Apesar da ofensiva de aliados de Jair Bolsonaro (PL), os presidentes da Câmara e do Senado, Hugo Motta (Republicanos) e Davi Alcolumbre (União Brasil), mantiveram o chamado “recesso branco” no Congresso.
A paralisação temporária, sem votações ou reuniões de comissões, foi confirmada pelos dois líderes mesmo diante da pressão por reação às medidas cautelares impostas pelo Supremo Tribunal Federal (STF) ao ex-presidente.
A decisão foi oficializada nesta sexta-feira (18), com a promessa de que as atividades legislativas serão retomadas a partir da semana do dia 4 de agosto, com sessões deliberativas e o funcionamento regular das comissões em ambas as Casas.
Davi Alcolumbre reforçou o cronograma e acrescentou que o Senado também iniciará a votação de autoridades indicadas.

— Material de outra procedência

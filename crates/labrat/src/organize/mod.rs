//! Rule-driven file classification and relocation.
//!
//! The organizer looks only at the immediate children of the root it is
//! given: it never descends into subdirectories (including the category
//! directories it creates) and ignores hidden entries. Moves never
//! overwrite; a destination collision gets a numeric suffix. Per-file
//! failures are collected into the report instead of aborting the batch,
//! so a single unreadable file cannot stop the rest.

pub mod rules;

pub use rules::{CategoryRule, Matcher, RuleSet};

use serde::Serialize;
use std::fs;
use std::path::{Path, PathBuf};
use thiserror::Error;
use tracing::{debug, info, warn};

/// Organize error type (batch-level; per-file failures go in the report)
#[derive(Error, Debug)]
pub enum OrganizeError {
    #[error("organize root not found or not a directory: {0}")]
    RootNotFound(PathBuf),

    #[error("keyword '{0}' contains no usable characters")]
    EmptyKeyword(String),

    #[error("IO error: {0}")]
    Io(#[from] std::io::Error),
}

/// Result type alias
pub type Result<T> = std::result::Result<T, OrganizeError>;

/// Classification mode for one organize pass
#[derive(Debug, Clone, PartialEq, Eq)]
pub enum OrganizeMode {
    /// Scientific formats only
    Science,
    /// Case-insensitive filename keyword
    Keyword(String),
    /// Science plus generic categories (images, videos, documents, archives)
    All,
}

/// A successfully relocated file
#[derive(Debug, Clone, Serialize)]
pub struct MovedFile {
    pub from: PathBuf,
    pub to: PathBuf,
    pub category: String,
}

/// A file deliberately left in place
#[derive(Debug, Clone, Serialize)]
pub struct SkippedFile {
    pub path: PathBuf,
    pub reason: String,
}

/// A file that could not be moved
#[derive(Debug, Clone, Serialize)]
pub struct OrganizeFailure {
    pub path: PathBuf,
    pub message: String,
}

/// Outcome of one organize pass: a partial-success batch report
#[derive(Debug, Default, Serialize)]
pub struct OrganizeReport {
    pub moved: Vec<MovedFile>,
    pub skipped: Vec<SkippedFile>,
    pub failed: Vec<OrganizeFailure>,
}

impl OrganizeReport {
    pub fn summary(&self) -> String {
        format!(
            "{} moved, {} skipped, {} failed",
            self.moved.len(),
            self.skipped.len(),
            self.failed.len()
        )
    }
}

/// File organizer: holds the rule table for one configuration
#[derive(Debug)]
pub struct FileOrganizer {
    rules: RuleSet,
}

impl FileOrganizer {
    /// Build an organizer from a mode, using the builtin tables.
    ///
    /// A keyword must survive sanitization; otherwise its target directory
    /// would be the root itself and matched files would churn in place.
    pub fn new(mode: OrganizeMode) -> Result<Self> {
        let rules = match &mode {
            OrganizeMode::Science => RuleSet::science(),
            OrganizeMode::Keyword(kw) => {
                if crate::name::sanitize_name(kw).is_empty() {
                    return Err(OrganizeError::EmptyKeyword(kw.clone()));
                }
                RuleSet::keyword(kw)
            }
            OrganizeMode::All => RuleSet::general(),
        };
        Ok(Self { rules })
    }

    /// Build an organizer from an explicit rule table.
    pub fn with_rules(rules: RuleSet) -> Self {
        Self { rules }
    }

    /// Classify and relocate the files directly under `root`.
    ///
    /// Every discoverable file is attempted; the report records what was
    /// moved, what was left alone and why, and what failed.
    pub fn organize(&self, root: &Path) -> Result<OrganizeReport> {
        if !root.is_dir() {
            return Err(OrganizeError::RootNotFound(root.to_path_buf()));
        }

        // Snapshot the listing up front so files we move are not revisited
        let mut entries: Vec<PathBuf> = Vec::new();
        for entry in fs::read_dir(root)? {
            let entry = entry?;
            entries.push(entry.path());
        }
        entries.sort();

        let mut report = OrganizeReport::default();

        for path in entries {
            let file_name = match path.file_name().and_then(|n| n.to_str()) {
                Some(name) => name.to_string(),
                None => {
                    report.skipped.push(SkippedFile {
                        path,
                        reason: "non-UTF-8 file name".to_string(),
                    });
                    continue;
                }
            };

            if file_name.starts_with('.') {
                debug!(name = %file_name, "skipping hidden entry");
                continue;
            }
            if path.is_dir() {
                // Category directories (ours or pre-existing) stay untouched
                continue;
            }

            let category = match self.rules.target_for(&file_name) {
                Some(category) => category.to_string(),
                None => {
                    report.skipped.push(SkippedFile {
                        path,
                        reason: "no matching rule".to_string(),
                    });
                    continue;
                }
            };

            match move_into_category(root, &path, &file_name, &category) {
                Ok(dest) => {
                    info!(from = %path.display(), to = %dest.display(), "moved");
                    report.moved.push(MovedFile {
                        from: path,
                        to: dest,
                        category,
                    });
                }
                Err(err) => {
                    warn!(path = %path.display(), error = %err, "failed to move");
                    report.failed.push(OrganizeFailure {
                        path,
                        message: err.to_string(),
                    });
                }
            }
        }

        Ok(report)
    }
}

fn move_into_category(
    root: &Path,
    path: &Path,
    file_name: &str,
    category: &str,
) -> std::io::Result<PathBuf> {
    let target_dir = root.join(category);
    fs::create_dir_all(&target_dir)?;
    let dest = unique_destination(&target_dir, file_name);
    fs::rename(path, &dest)?;
    Ok(dest)
}

/// Pick a destination inside `dir` that does not clobber an existing file:
/// `name.ext`, then `name_1.ext`, `name_2.ext`, ...
fn unique_destination(dir: &Path, file_name: &str) -> PathBuf {
    let candidate = dir.join(file_name);
    if !candidate.exists() {
        return candidate;
    }

    let (stem, ext) = match file_name.rsplit_once('.') {
        Some((stem, ext)) if !stem.is_empty() => (stem, Some(ext)),
        _ => (file_name, None),
    };

    let mut counter = 1u32;
    loop {
        let name = match ext {
            Some(ext) => format!("{}_{}.{}", stem, counter, ext),
            None => format!("{}_{}", stem, counter),
        };
        let candidate = dir.join(name);
        if !candidate.exists() {
            return candidate;
        }
        counter += 1;
    }
}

Pressão por reação às decisões do STF
A manutenção do recesso provocou reações imediatas da oposição. O líder do PL na Câmara, deputado Sóstenes Cavalcante, enviou um ofício pedindo a suspensão da pausa parlamentar.
No documento, ele argumenta que o Congresso não pode se ausentar diante do que classificou como um cenário grave.

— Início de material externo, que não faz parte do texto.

//! `labrat organize` command: classify files into category subdirectories.

use anyhow::{bail, Context, Result};
use clap::Args;
use std::path::PathBuf;

use labrat::config;
use labrat::organize::RuleSet;
use labrat::{FileOrganizer, OrganizeMode};

use super::output;

#[derive(Args, Debug)]
pub struct OrganizeArgs {
    /// Directory whose files should be organized
    pub path: PathBuf,

    /// Use only the scientific format categories (the default)
    #[arg(long, conflicts_with_all = ["keyword", "all"])]
    pub science: bool,

    /// Move files whose names contain this keyword (case-insensitive)
    #[arg(short, long, conflicts_with = "all")]
    pub keyword: Option<String>,

    /// Use the full category set (science plus images, videos, documents, archives)
    #[arg(long)]
    pub all: bool,

    /// Output the report as JSON
    #[arg(long)]
    pub json: bool,
}

impl OrganizeArgs {
    fn mode(&self) -> OrganizeMode {
        if let Some(keyword) = &self.keyword {
            OrganizeMode::Keyword(keyword.clone())
        } else if self.all {
            OrganizeMode::All
        } else {
            OrganizeMode::Science
        }
    }
}

pub fn run(args: OrganizeArgs) -> Result<()> {
    let config = config::load_default_config().context("failed to load config")?;

    // Config extras only extend the extension tables, not keyword mode
    let organizer = match args.mode() {
        mode @ OrganizeMode::Keyword(_) => FileOrganizer::new(mode)?,
        OrganizeMode::Science => {
            FileOrganizer::with_rules(RuleSet::science().with_extra(&config.extra_categories))
        }
        OrganizeMode::All => {
            FileOrganizer::with_rules(RuleSet::general().with_extra(&config.extra_categories))
        }
    };

    let report = organizer.organize(&args.path)?;

    if args.json {
        println!("{}", serde_json::to_string_pretty(&report)?);
    } else {
        if !report.moved.is_empty() {
            let mut table = output::new_table(&["FILE", "CATEGORY"]);
            for moved in &report.moved {
                table.add_row(vec![
                    moved
                        .from
                        .file_name()
                        .map(|n| n.to_string_lossy().into_owned())
                        .unwrap_or_default(),
                    moved.category.clone(),
                ]);
            }
            println!("{table}");
        }
        println!("{}", report.summary());
    }

    if !report.failed.is_empty() {
        bail!("{} file(s) could not be moved", report.failed.len());
    }
    Ok(())
}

“Solicito a suspensão imediata do presente recesso branco, convocando novas sessões na Câmara dos Deputados a fim de que possam ser tratados temas emergenciais”, relatou.
O pedido é uma resposta direta às medidas autorizadas pelo ministro Alexandre de Moraes, que determinou o uso de tornozeleira eletrônica, recolhimento noturno e a proibição de contato entre Jair e Eduardo Bolsonaro.
Segundo a Procuradoria-Geral da República (PGR), pai e filho atuaram para provocar sanções por parte dos Estados Unidos contra autoridades brasileiras, o que poderia configurar crime de atentado à soberania nacional.